You are not alone, the past has shown that even trailblazers have been fired from their positions before finding success in their chosen field.

Steve Jobs was just 30 years old, wildly successful, fabulously wealthy and a global celebrity. And then it all came crashing down when he was forced out of his own billion-dollar company he had sacrificed everything to build. Anna Wintour was fired from her first job as a junior fashion editor at Harper's Bazaar. She made waves for her innovative shoots, but editor Tony Mazalla thought they were a little too edgy and she got canned after a mere nine months.  Walt Disney had a similar story, being fired from the Kansas City star for “lack of imagination and no good ideas.”

We hear these inspirational stories, and so many more like them, and we hope the best is likely yet to come. But the reality is, finding out you are being forced out of your job is difficult to swallow.


How to Process Losing Your Job

Hearing the words, “You’re fired,” or “We have to let you go,” can be devastating.

It’s not easy, but as you walk down the hallway with a cardboard box containing your never-used stapler and mug full of pens you’re entitled to, keep your chin literally and figuratively high.

It’s natural to feel a sense of loss, lack of control, anger, fear, and devastation. Take the time and space to process these complicated emotions so that they don’t come back to haunt you. Feel sorry for yourself; let it out. Your routine has been interrupted, your relationship with former colleagues changed. It’s a lot to take in, give yourself a break.

But, once you’ve taken time to process your emotions, focus on what you are going to do next and how you are going to find your next job. Continuing to sulk, remain angry, or dwell on the unfortunate situation won’t help you change what has happened.


Ways to Bounce Back When You Get Fired

Here are a few ways you can move forward and get your career back on track:


1. Try to figure out what went wrong

It’s likely you weren’t made privy to the precise reasons your employment was terminated, but try to evaluate and understand as much as you can.

Think about the performance discussions you had while in your role — what were your shortcomings? What were you praised for doing well? How can you improve? If you have trustworthy former colleagues, ask them for their input.

Now’s the time to gather as much candid feedback as possible to improve your performance moving forward.


2. Think about what you want your next move to be

You’ll likely be in a hurry to secure another job and get back to a normal routine, but you shouldn’t blindly commit to your next position. It’s important you first consider everything you want and need out of your career.

Perhaps the path you were on wasn’t the right one; it’s OK to use this detour to take a different direction.


3. Make a plan of action

Once you’ve decided what you want your next move to be, it’s time to get back in the job search.

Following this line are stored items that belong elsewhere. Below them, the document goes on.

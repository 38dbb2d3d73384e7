use chrono::NaiveDateTime;
use serde::{Deserialize, Serialize};
use sqlx::{FromRow, PgConnection};

/// UserAchievement tracks one user's advancement toward one achievement
/// Maps to `user_achievements` table, keyed on (user_id, achievement_id)
#[derive(Debug, Clone, PartialEq, Eq, Serialize, Deserialize, FromRow)]
pub struct UserAchievement {
    pub user_id: i64,
    pub achievement_id: i64,
    pub progress: i32,
    pub unlocked: bool,
    pub unlocked_at: Option<NaiveDateTime>,
}

/// Result of a progress increment
#[derive(Debug, Clone, Copy, PartialEq, Eq, Serialize, Deserialize, FromRow)]
pub struct ProgressOutcome {
    pub progress: i32,
    pub unlocked: bool,
}

impl UserAchievement {
    /// Add progress atomically. `unlocked` only ever flips to true and
    /// `unlocked_at` is written on the first crossing of `required_count`
    /// only; the row lock taken by the upsert serialises concurrent callers.
    pub async fn record_progress(
        conn: &mut PgConnection,
        user_id: i64,
        achievement_id: i64,
        increment: i32,
        required_count: i32,
    ) -> Result<ProgressOutcome, sqlx::Error> {
        sqlx::query_as::<_, ProgressOutcome>(
            r#"
            INSERT INTO user_achievements (user_id, achievement_id, progress, unlocked, unlocked_at)
            VALUES (
                $1, $2, $3,
                $3 >= $4,
                CASE WHEN $3 >= $4 THEN CURRENT_TIMESTAMP ELSE NULL END
            )
            ON CONFLICT (user_id, achievement_id) DO UPDATE
            SET progress = user_achievements.progress + EXCLUDED.progress,
                unlocked = user_achievements.unlocked
                    OR user_achievements.progress + EXCLUDED.progress >= $4,
                unlocked_at = CASE
                    WHEN user_achievements.unlocked_at IS NULL
                         AND user_achievements.progress + EXCLUDED.progress >= $4
                    THEN CURRENT_TIMESTAMP
                    ELSE user_achievements.unlocked_at
                END
            RETURNING progress, unlocked
            "#,
        )
        .bind(user_id)
        .bind(achievement_id)
        .bind(increment)
        .bind(required_count)
        .fetch_one(&mut *conn)
        .await
    }

    /// Fetch a single progress row
    pub async fn find(
        conn: &mut PgConnection,
        user_id: i64,
        achievement_id: i64,
    ) -> Result<Option<UserAchievement>, sqlx::Error> {
        sqlx::query_as::<_, UserAchievement>(
            r#"
            SELECT user_id, achievement_id, progress, unlocked, unlocked_at
            FROM user_achievements
            WHERE user_id = $1 AND achievement_id = $2
            "#,
        )
        .bind(user_id)
        .bind(achievement_id)
        .fetch_optional(&mut *conn)
        .await
    }
}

Before getting in touch with anyone or sending anything their way, make sure your resume, social media profiles, and other personal branding pieces — your portfolio website, for example — are up-to-date.

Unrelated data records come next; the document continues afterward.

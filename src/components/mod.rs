pub mod app;
pub mod carousel;
pub mod pagination;
pub mod strip;
pub mod zoom_viewer;
pub mod zoomable_image;

pub use app::App;
pub use carousel::ImageCarousel;
pub use zoom_viewer::ZoomViewer;
pub use zoomable_image::ZoomableImage;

Start by letting people in your network know you’re looking for a new job, and work on broadening that network. Ask your connections to put you in touch with anyone that can help, go to networking events, or join alumni associations.


4. Create a list of references

Before you start applying for any new positions, contact your former managers and colleagues and ask if they would be willing to talk with potential employers about some of what you accomplished while working with them. Depending on the circumstances, you can reach out to the employer you were forced to leave.

What’s most important is that you choose references who can vouch for your positive performance.


5. Spend your time outside of the office wisely

It might take a little while for you to fully be back in the driver’s seat, so make sure you spend that gap period wisely.

Freelancing, volunteering, continuing education, new certifications, or taking time to build your skills show a potential new employer you didn’t let this time go to waste.


Help is available if you need to talk through the job loss

Getting fired isn’t easy. Even if you were struggling in the position or not satisfied, losing your job can feel like a personal failure. After all, so much of your identity is tied to what you do for a living.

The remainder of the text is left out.